Avant l'arrestation des principaux criminels, il est aussi indispensable de mettre fin au commerce bien connu des diamants de sang, notamment à Anvers et à Dubai, ainsi que des trafics d'armes en provenance de RDC et de Douala (au Cameroun).

Enfin, la question des centres pénitentiaires restera posée. Pour tout cela, il n'y a plus de temps à perdre.

Qu’est-ce que la Centrafrique peut-elle attendre des pays africains, à commencer par ses voisins ?
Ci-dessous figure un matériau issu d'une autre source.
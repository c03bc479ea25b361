//! Builders for quickly constructing valid domain objects in tests,
//! grounded on the `sample(...)` helpers each domain module already
//! defines for its own `#[cfg(test)]` block (see `agentflow_types::domain`)
//! — lifted here so orchestrator- and engine-level tests don't each
//! reinvent them.

use std::path::PathBuf;
use std::sync::Arc;

use agentflow_types::{AgentDefinition, AgentMode, ProjectId, Session, TurnRequest, UserId};
use tokio_util::sync::CancellationToken;
use uuid::Uuid;

pub fn sample_session(project_id: ProjectId) -> Session {
    Session::new(project_id, "general", "anthropic", "claude-sonnet-4", None)
}

pub fn sample_agent_definition(name: impl Into<String>) -> AgentDefinition {
    AgentDefinition {
        name: name.into(),
        mode: AgentMode::Primary,
        description: Some("a test agent".to_string()),
        hidden: false,
        default_vendor: Some("anthropic".to_string()),
        default_model: Some("claude-sonnet-4".to_string()),
        temperature: None,
        top_p: None,
        step_ceiling: Some(10),
        prompt_fragment: Some("You are a test agent.".to_string()),
        tools: Vec::new(),
        built_in: false,
    }
}

/// Builds a `TurnRequest` against the given session, with a no-op observer
/// and a fresh cancellation token a test can cancel independently.
pub fn sample_turn_request(project_id: ProjectId, session_id: Uuid, user_id: impl Into<UserId>, utterance: impl Into<String>) -> TurnRequest {
    TurnRequest {
        project_id,
        project_root: PathBuf::from("/tmp/agentflow-test-project"),
        session_id,
        user_id: user_id.into(),
        can_execute_code: false,
        utterance: utterance.into(),
        vendor: None,
        model: None,
        credential: "sk-test".to_string(),
        agent_name: None,
        prompt_override: None,
        step_ceiling_override: None,
        temperature_override: None,
        tool_allow_list: None,
        cancellation: CancellationToken::new(),
        observer: Arc::new(|_event| {}),
    }
}

#[cfg(test)]
mod tests {
    use super::*;

    #[test]
    fn sample_session_has_no_parent() {
        let session = sample_session(Uuid::new_v4());
        assert!(!session.is_subagent());
    }

    #[test]
    fn sample_agent_definition_has_no_declared_tools() {
        let agent = sample_agent_definition("general");
        assert!(agent.tools.is_empty());
        assert_eq!(agent.mode, AgentMode::Primary);
    }

    #[test]
    fn sample_turn_request_carries_given_utterance() {
        let request = sample_turn_request(Uuid::new_v4(), Uuid::new_v4(), "user-1", "hello");
        assert_eq!(request.utterance, "hello");
        assert!(!request.cancellation.is_cancelled());
    }
}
Les pays voisins sont soit en crise ouverte (Soudan du Sud et RDC) soit en crise politico-économique (Tchad et Congo). Face au terrorisme dans l'Extrême-Nord, à la question des anglophones et des dégâts collatéraux de la crise centrafricaine, le Cameroun attend avec anxiété les prochaines échéances électorales. La Centrafrique ne peut guère compter que sur la Guinée Équatoriale pour le soutien financier et surtout sur le Rwanda pour le soutien politique. Rappelons qu' au 1er janvier 2018, la Guinée Équatoriale sera membre du Conseil de sécurité de l'Onu et que le président rwandais Paul Kagame sera le président de l'Union africaine. 

 

  *La Séléka est une nébuleuse coalition qui a chassé du pouvoir le président François Bozizé en mars 2013. Impliqués dans de nombreuses exactions contre la population, les rebelles de la Séléka ont dû faire face aux milices d’auto-défense antibalaka, qui, à leur tour, se sont livrées à des violences contre des civils.

 **Créée au sein de la justice centrafricaine par la loi n°15.003 du 3 juin 2015, la Cour pénale spéciale (CPS) a pour mandat de mener des enquêtes et des poursuites concernant les violations graves des droits humains et du droit international humanitaire commises sur le territoire de la République Centrafricaine depuis le 1er janvier 2003. Elle sera composée de magistrats nationaux et internationaux.